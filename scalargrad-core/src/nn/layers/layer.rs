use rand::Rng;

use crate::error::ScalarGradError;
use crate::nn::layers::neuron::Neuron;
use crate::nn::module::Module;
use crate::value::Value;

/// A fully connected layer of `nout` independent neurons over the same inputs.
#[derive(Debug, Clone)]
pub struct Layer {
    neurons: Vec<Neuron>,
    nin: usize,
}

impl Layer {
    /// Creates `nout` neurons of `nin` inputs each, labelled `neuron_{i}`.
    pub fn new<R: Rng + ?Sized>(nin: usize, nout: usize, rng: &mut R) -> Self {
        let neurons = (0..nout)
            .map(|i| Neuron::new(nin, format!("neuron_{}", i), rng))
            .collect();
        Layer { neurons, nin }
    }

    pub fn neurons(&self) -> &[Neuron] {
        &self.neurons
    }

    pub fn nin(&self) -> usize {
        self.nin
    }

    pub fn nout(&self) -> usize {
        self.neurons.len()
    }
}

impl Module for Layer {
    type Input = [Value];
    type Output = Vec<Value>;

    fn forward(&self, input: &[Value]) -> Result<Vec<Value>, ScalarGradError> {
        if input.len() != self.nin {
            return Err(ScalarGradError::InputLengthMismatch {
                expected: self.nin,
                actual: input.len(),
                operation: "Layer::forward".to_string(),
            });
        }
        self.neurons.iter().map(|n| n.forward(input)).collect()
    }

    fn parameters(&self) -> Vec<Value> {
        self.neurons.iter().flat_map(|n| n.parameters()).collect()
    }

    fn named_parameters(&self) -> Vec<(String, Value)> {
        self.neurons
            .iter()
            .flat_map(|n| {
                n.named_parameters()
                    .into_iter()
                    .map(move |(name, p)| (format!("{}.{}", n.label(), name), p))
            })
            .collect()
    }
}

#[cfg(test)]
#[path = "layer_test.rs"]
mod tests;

· · · · · · ·

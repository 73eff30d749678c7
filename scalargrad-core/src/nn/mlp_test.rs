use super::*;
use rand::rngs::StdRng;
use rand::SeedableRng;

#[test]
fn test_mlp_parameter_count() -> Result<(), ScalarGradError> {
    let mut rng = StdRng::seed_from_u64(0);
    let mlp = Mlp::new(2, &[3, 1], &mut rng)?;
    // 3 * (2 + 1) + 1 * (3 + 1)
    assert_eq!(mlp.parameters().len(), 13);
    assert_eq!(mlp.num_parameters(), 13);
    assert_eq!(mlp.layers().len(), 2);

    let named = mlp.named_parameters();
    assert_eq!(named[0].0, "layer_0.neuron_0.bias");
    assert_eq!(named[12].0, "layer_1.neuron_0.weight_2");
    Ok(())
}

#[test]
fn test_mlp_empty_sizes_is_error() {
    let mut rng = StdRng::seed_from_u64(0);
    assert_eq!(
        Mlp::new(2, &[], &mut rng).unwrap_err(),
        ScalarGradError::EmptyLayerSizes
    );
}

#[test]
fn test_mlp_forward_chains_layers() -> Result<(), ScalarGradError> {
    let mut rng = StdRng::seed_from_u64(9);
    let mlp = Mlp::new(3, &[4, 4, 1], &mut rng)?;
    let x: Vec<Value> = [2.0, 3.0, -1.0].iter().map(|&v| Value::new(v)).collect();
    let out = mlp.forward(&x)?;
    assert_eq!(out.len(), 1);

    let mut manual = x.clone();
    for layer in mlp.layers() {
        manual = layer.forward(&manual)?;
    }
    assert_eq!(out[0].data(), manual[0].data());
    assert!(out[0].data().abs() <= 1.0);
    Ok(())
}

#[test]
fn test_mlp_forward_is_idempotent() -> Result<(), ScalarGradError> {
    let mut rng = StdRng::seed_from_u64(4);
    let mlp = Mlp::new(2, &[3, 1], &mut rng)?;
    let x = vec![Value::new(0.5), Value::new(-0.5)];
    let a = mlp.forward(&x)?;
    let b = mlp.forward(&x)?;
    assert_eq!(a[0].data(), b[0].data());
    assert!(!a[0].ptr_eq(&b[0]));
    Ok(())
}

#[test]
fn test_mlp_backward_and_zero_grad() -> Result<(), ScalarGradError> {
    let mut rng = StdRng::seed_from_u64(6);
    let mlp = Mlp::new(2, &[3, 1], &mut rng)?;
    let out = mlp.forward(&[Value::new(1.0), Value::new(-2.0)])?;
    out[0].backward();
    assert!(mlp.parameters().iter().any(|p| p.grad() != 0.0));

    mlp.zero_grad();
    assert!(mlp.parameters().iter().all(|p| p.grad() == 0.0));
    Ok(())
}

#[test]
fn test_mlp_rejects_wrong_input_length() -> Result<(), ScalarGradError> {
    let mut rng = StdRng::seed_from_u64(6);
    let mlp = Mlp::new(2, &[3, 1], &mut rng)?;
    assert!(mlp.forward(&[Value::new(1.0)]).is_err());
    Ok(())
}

· · · · · · ·

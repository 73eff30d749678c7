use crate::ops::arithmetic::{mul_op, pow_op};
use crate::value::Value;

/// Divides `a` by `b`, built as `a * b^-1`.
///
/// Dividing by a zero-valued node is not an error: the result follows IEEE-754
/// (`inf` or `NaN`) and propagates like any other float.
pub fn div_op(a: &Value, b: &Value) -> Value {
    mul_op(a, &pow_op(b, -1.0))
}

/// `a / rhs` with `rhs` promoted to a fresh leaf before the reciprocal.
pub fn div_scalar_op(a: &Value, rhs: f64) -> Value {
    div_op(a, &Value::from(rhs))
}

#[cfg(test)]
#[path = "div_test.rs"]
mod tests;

· · · · · · ·

== Task statement ==
Look above for every line with the word "data" and copy it.

== Task solution ==
    assert_eq!(out[0].data(), manual[0].data());
    assert!(out[0].data().abs() <= 1.0);
    assert_eq!(a[0].data(), b[0].data());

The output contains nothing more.